Wichtig ist in diesem Zusammenhang auch – insofern geht das Lob ans Ministerium –, dass es gelungen ist, bis zum Jahre 2010, beginnend mit dem Jahre 2006, ESF-Mittel in Höhe von 12 Millionen € bereitzustellen. Das ist ein Erfolg.

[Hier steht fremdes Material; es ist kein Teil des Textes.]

use crate::error::{PodcastError, Result};
use async_trait::async_trait;
use std::collections::HashMap;
use std::fmt;
use std::sync::{Arc, Mutex};

/// Which part of the podcast a generation call writes.
///
/// Each role carries its own fixed system prompt and, through the model
/// configuration, its own model.
#[derive(Debug, Clone, Copy, PartialEq, Eq, Hash)]
pub enum GenerationRole {
    TopicGenerator,
    Moderator,
    Host,
    Guest,
    IntroWriter,
    OutroWriter,
    MetadataWriter,
    Translator,
}

impl GenerationRole {
    pub const ALL: [GenerationRole; 8] = [
        GenerationRole::TopicGenerator,
        GenerationRole::Moderator,
        GenerationRole::Host,
        GenerationRole::Guest,
        GenerationRole::IntroWriter,
        GenerationRole::OutroWriter,
        GenerationRole::MetadataWriter,
        GenerationRole::Translator,
    ];

    pub fn as_str(&self) -> &'static str {
        match self {
            GenerationRole::TopicGenerator => "topic_generator",
            GenerationRole::Moderator => "moderator",
            GenerationRole::Host => "host",
            GenerationRole::Guest => "guest",
            GenerationRole::IntroWriter => "intro_generator",
            GenerationRole::OutroWriter => "outro_generator",
            GenerationRole::MetadataWriter => "metadata_generator",
            GenerationRole::Translator => "translator",
        }
    }

    /// System prompt sent with every call for this role.
    pub fn system_prompt(&self) -> &'static str {
        match self {
            GenerationRole::TopicGenerator => {
                "You are a creative podcast producer. Given a document, propose specific, \
                 focused discussion topics that invite different perspectives. Write in English. \
                 Answer with a numbered list and nothing else."
            }
            GenerationRole::Moderator => {
                "You're hosting a casual podcast. Write in English. Use 10-15 words, ask ONE \
                 engaging question per turn, react naturally to the previous answer and avoid jargon. \
                 Reply with the spoken line only."
            }
            GenerationRole::Host => {
                "You're the co-host of a casual podcast. Write in English. Use 15-25 words, add \
                 one concrete observation and keep the conversation moving. Reply with the spoken line only."
            }
            GenerationRole::Guest => {
                "You're a guest on a casual podcast. Write in English. Use 20-25 words, make ONE \
                 clear point in simple language and build on what was said. Reply with the spoken line only."
            }
            GenerationRole::IntroWriter => {
                "You are an engaging podcast host writing the episode introduction. Write in English, \
                 greet the listeners, preview each topic in one sentence and end with a transition \
                 to the first topic. Reply with the spoken text only."
            }
            GenerationRole::OutroWriter => {
                "You are a podcast host writing the episode conclusion. Write in English, summarize \
                 each topic in a sentence or two, thank the listeners and invite feedback. \
                 Reply with the spoken text only."
            }
            GenerationRole::MetadataWriter => {
                "You write podcast titles (under 10 words, no clickbait) and descriptions \
                 (one paragraph, under 100 words)."
            }
            GenerationRole::Translator => {
                "You are a professional translator. Keep tone, meaning and punctuation. \
                 Output ONLY the translated text, without notes or explanations."
            }
        }
    }
}

impl fmt::Display for GenerationRole {
    fn fmt(&self, f: &mut fmt::Formatter<'_>) -> fmt::Result {
        f.write_str(self.as_str())
    }
}

/// Text generation capability, polymorphic over provider.
///
/// Implementations apply their own retry policy; an `Err` means the call
/// is exhausted and is fatal for the run.
#[async_trait]
pub trait GenerationClient: Send + Sync {
    /// Generate text for `prompt` in the voice of `role`.
    async fn generate(&self, prompt: &str, role: GenerationRole) -> Result<String>;

    /// Model identifier for logging.
    fn model_name(&self) -> &str;
}

/// Implement GenerationClient for Arc<T> to share one client across roles.
#[async_trait]
impl<T: GenerationClient + ?Sized> GenerationClient for Arc<T> {
    async fn generate(&self, prompt: &str, role: GenerationRole) -> Result<String> {
        (**self).generate(prompt, role).await
    }

    fn model_name(&self) -> &str {
        (**self).model_name()
    }
}

type Responder = dyn Fn(&str, GenerationRole, usize) -> String + Send + Sync;

/// Scripted generation client for tests and offline runs.
///
/// Responses are chosen per role; a responder closure can compute them
/// from the prompt and the per-role call number instead.
pub struct MockGenerationClient {
    model_name: String,
    responses: HashMap<GenerationRole, String>,
    responder: Option<Box<Responder>>,
    failing: Vec<GenerationRole>,
    calls: Mutex<Vec<(GenerationRole, String)>>,
}

impl MockGenerationClient {
    pub fn new(model_name: &str) -> Self {
        Self {
            model_name: model_name.to_string(),
            responses: HashMap::new(),
            responder: None,
            failing: Vec::new(),
            calls: Mutex::new(Vec::new()),
        }
    }

    /// Return `response` for every call made with `role`.
    pub fn with_response(mut self, role: GenerationRole, response: &str) -> Self {
        self.responses.insert(role, response.to_string());
        self
    }

    /// Compute responses from `(prompt, role, call_number_for_role)`.
    pub fn with_responder<F>(mut self, responder: F) -> Self
    where
        F: Fn(&str, GenerationRole, usize) -> String + Send + Sync + 'static,
    {
        self.responder = Some(Box::new(responder));
        self
    }

    /// Fail every call made with `role`.
    pub fn with_failure(mut self, role: GenerationRole) -> Self {
        self.failing.push(role);
        self
    }

    /// Every `(role, prompt)` received so far, in call order.
    pub fn calls(&self) -> Vec<(GenerationRole, String)> {
        self.calls.lock().map(|c| c.clone()).unwrap_or_default()
    }

    pub fn call_count(&self, role: GenerationRole) -> usize {
        self.calls().iter().filter(|(r, _)| *r == role).count()
    }
}

#[async_trait]
impl GenerationClient for MockGenerationClient {
    async fn generate(&self, prompt: &str, role: GenerationRole) -> Result<String> {
        let call_number = {
            let mut calls = self
                .calls
                .lock()
                .map_err(|_| PodcastError::Other("mock call log poisoned".to_string()))?;
            let n = calls.iter().filter(|(r, _)| *r == role).count();
            calls.push((role, prompt.to_string()));
            n
        };

        if self.failing.contains(&role) {
            return Err(PodcastError::generation(
                role.as_str(),
                "mock generation failure",
            ));
        }

        if let Some(response) = self.responses.get(&role) {
            return Ok(response.clone());
        }
        if let Some(responder) = &self.responder {
            return Ok(responder(prompt, role, call_number));
        }
        Ok(format!("mock {} response {}", role, call_number))
    }

    fn model_name(&self) -> &str {
        &self.model_name
    }
}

(Zuruf von der SPD: Aber nicht Ihrer!)

Das ist zusätzliches, frisches Geld für die Weiterbildung.

(Beifall von CDU und FDP)

Eine Zahl von gestern ist in diesem Zusammenhang vielleicht wichtig: Etwa 50 % der Volkshochschulen in Nordrhein-Westfalen haben sich im Jahre 2006 an ESF-Projekten beteiligt und rufen diese Mittel ab. Das führt dazu, dass wir im Jahre 2006 eine deutliche Überzeichnung haben und

dass wir sicher davon ausgehen können, dass diese Mittel ab 2007 so abfließen, wie sie bereitgestellt worden sind. Das ist ja gerade von Ihnen, von der Opposition, immer bezweifelt worden. Es zeigt, wie flexibel unsere Weiterbildungslandschaft reagiert und wie wichtig es war, neue Projektmittel bereitzustellen.

(Beifall von der CDU)

Herr Kollege Kaiser, gestatten Sie noch eine Zwischenfrage der Frau Abgeordneten Beer?